→ **Exercise material**:
⁂
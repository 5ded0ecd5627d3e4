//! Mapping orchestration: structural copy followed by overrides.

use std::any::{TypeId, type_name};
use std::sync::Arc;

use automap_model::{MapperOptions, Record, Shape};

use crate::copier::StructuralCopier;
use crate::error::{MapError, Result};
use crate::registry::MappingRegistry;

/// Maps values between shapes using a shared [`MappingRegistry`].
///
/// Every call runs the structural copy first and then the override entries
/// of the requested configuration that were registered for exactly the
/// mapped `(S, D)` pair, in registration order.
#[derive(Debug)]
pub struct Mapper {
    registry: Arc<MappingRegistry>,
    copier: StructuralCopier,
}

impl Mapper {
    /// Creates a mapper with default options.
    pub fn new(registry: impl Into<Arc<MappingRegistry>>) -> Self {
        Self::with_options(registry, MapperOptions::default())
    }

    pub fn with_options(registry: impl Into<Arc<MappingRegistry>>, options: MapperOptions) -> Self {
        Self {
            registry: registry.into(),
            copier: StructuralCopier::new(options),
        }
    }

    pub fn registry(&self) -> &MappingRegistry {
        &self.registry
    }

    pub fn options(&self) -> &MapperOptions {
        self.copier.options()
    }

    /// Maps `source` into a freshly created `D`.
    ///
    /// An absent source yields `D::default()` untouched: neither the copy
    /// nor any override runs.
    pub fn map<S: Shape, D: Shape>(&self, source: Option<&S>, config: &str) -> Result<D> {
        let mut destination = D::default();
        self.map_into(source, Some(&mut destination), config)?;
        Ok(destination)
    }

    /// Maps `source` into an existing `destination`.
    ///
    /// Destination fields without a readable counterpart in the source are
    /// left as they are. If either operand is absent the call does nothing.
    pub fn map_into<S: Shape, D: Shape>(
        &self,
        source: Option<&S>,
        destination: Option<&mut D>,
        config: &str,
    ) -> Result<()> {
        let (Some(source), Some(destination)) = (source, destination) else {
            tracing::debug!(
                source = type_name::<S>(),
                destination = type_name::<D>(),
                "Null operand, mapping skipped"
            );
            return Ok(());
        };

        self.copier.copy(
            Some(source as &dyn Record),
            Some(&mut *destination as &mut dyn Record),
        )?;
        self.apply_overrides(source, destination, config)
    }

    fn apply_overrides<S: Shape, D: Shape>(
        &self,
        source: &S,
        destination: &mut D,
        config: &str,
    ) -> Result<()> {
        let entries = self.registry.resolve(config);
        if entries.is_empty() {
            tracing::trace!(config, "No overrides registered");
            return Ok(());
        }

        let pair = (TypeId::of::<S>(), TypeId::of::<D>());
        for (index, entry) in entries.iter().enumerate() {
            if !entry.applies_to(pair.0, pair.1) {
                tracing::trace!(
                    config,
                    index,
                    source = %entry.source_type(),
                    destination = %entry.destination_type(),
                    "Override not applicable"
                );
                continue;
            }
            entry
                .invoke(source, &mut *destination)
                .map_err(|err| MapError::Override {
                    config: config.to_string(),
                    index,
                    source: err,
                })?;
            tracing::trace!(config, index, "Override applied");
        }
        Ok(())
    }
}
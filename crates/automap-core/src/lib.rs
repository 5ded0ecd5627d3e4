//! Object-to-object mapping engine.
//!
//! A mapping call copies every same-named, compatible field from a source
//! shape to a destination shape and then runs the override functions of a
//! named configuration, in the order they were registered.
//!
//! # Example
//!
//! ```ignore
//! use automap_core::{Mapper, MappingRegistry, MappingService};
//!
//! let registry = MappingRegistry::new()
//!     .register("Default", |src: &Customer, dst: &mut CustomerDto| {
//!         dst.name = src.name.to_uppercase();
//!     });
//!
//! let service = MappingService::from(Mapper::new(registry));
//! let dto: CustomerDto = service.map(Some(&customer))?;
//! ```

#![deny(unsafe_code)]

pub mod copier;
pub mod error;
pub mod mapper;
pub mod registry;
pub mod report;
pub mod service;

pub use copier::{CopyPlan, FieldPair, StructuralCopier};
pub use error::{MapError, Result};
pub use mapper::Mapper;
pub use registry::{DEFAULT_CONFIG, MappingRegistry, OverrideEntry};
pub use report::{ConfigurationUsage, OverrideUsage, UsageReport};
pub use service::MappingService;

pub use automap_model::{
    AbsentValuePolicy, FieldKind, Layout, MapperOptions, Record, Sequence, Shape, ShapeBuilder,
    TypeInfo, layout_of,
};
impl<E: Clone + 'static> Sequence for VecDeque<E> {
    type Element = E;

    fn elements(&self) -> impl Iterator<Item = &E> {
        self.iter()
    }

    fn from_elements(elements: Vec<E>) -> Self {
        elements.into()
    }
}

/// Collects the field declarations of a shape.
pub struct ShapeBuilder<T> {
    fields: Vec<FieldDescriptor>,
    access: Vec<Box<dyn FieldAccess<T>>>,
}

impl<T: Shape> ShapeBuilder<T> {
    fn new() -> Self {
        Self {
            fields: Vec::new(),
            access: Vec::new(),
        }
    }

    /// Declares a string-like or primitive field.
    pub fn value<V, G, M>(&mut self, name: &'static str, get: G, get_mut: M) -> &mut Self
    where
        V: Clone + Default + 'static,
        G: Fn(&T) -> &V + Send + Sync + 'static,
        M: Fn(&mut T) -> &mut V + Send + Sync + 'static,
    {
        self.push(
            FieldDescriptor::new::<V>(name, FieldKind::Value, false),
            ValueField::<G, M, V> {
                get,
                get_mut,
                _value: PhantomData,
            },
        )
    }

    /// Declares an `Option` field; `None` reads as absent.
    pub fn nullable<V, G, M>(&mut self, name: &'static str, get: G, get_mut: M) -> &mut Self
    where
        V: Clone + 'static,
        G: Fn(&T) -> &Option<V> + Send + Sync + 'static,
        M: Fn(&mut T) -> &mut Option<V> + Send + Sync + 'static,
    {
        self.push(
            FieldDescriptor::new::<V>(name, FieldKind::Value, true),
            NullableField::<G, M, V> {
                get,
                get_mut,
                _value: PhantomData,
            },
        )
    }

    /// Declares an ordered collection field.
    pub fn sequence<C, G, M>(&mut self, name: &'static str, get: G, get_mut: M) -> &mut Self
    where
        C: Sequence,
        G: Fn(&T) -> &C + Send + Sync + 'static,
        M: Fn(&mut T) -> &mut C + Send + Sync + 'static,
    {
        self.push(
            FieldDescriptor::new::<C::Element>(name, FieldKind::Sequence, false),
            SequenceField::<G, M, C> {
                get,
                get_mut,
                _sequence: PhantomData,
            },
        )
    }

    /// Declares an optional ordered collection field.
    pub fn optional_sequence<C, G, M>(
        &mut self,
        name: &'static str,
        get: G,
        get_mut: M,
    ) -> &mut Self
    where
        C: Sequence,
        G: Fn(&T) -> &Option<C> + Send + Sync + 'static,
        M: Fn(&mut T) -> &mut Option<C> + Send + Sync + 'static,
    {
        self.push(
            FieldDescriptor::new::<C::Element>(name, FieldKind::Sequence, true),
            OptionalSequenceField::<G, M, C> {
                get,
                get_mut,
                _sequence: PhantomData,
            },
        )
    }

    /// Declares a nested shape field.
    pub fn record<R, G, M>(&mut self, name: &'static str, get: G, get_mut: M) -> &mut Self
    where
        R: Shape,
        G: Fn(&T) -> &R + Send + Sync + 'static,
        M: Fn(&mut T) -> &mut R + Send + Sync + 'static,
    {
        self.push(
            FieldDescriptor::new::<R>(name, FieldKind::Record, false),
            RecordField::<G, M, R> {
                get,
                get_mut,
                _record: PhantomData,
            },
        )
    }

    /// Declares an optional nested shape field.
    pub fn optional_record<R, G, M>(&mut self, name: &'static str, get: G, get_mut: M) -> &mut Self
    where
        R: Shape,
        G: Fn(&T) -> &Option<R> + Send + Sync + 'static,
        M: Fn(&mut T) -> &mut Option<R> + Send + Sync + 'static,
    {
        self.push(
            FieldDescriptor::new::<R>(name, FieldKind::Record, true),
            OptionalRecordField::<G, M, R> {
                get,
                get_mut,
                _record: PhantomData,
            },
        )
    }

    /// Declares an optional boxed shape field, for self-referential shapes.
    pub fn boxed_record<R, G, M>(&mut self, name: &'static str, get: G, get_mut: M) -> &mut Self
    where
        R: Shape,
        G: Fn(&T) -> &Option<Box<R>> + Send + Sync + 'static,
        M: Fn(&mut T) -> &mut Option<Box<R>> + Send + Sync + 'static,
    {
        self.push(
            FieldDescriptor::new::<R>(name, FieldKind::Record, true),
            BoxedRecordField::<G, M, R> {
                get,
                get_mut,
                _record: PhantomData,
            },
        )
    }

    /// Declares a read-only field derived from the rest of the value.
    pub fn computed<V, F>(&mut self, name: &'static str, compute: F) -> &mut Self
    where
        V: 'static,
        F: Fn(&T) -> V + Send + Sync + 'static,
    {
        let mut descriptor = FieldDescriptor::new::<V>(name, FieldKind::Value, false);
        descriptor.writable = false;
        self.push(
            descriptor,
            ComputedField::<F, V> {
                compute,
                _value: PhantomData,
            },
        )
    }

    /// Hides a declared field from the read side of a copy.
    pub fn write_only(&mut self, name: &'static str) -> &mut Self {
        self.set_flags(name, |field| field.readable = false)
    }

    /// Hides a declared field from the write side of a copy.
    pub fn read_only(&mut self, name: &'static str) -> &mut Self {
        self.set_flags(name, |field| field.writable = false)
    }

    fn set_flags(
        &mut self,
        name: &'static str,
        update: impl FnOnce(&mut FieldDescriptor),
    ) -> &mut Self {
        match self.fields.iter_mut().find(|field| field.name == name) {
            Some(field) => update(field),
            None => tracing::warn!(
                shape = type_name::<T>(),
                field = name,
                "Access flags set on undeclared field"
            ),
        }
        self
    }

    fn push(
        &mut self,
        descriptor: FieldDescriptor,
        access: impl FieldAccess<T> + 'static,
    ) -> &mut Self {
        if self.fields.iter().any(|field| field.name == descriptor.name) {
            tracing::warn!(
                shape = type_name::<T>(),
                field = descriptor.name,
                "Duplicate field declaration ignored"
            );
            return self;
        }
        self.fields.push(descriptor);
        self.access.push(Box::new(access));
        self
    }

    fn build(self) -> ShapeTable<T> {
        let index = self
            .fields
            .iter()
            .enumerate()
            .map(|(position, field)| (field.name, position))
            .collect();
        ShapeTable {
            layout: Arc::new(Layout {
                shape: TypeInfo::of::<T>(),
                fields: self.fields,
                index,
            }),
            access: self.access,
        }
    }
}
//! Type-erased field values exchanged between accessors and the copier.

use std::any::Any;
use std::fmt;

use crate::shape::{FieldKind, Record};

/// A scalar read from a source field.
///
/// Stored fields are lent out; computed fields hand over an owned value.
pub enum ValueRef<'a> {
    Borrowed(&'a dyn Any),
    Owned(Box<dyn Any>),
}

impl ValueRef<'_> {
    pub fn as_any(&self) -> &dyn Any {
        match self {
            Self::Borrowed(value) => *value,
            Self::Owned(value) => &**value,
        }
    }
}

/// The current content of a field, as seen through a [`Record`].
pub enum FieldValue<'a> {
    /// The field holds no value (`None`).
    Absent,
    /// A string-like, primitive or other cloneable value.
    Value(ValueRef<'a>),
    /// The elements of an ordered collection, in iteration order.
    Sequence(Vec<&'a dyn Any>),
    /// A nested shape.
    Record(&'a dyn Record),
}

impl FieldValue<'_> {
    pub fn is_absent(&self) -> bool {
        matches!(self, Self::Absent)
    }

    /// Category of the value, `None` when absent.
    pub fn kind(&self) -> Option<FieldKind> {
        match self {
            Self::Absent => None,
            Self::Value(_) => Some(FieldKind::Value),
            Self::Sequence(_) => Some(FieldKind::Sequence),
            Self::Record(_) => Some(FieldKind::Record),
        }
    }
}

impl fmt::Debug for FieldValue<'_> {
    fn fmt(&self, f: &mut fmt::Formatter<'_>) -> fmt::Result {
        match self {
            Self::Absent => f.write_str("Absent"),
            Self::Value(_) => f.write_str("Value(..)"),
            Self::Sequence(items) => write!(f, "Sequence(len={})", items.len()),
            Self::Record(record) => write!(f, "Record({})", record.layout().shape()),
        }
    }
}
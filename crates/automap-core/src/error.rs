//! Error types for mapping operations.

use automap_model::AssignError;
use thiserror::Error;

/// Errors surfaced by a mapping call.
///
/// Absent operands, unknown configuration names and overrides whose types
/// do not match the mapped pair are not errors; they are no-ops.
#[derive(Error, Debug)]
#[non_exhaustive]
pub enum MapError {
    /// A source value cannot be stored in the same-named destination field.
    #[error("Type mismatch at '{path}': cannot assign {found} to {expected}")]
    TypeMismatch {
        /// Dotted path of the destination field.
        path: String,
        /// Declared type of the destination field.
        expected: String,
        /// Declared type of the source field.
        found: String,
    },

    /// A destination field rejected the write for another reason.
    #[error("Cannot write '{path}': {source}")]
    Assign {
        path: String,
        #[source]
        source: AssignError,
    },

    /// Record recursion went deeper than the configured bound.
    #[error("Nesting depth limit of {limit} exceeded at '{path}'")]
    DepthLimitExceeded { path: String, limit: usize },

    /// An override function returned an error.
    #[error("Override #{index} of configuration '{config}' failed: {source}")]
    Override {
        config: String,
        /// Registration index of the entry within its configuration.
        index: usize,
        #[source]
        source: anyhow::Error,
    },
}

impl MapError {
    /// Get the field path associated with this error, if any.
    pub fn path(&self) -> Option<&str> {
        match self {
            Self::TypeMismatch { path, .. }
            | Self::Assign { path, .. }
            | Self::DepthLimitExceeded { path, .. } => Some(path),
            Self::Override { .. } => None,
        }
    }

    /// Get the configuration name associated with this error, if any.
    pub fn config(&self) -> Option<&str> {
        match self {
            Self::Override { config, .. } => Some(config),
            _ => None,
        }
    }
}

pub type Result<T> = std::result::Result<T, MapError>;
⁂
→ **Task brief**:
Reproduce every line above containing "MappingService".

→ **Written answer**:
//! use automap_core::{Mapper, MappingRegistry, MappingService};
//! let service = MappingService::from(Mapper::new(registry));
pub use service::MappingService;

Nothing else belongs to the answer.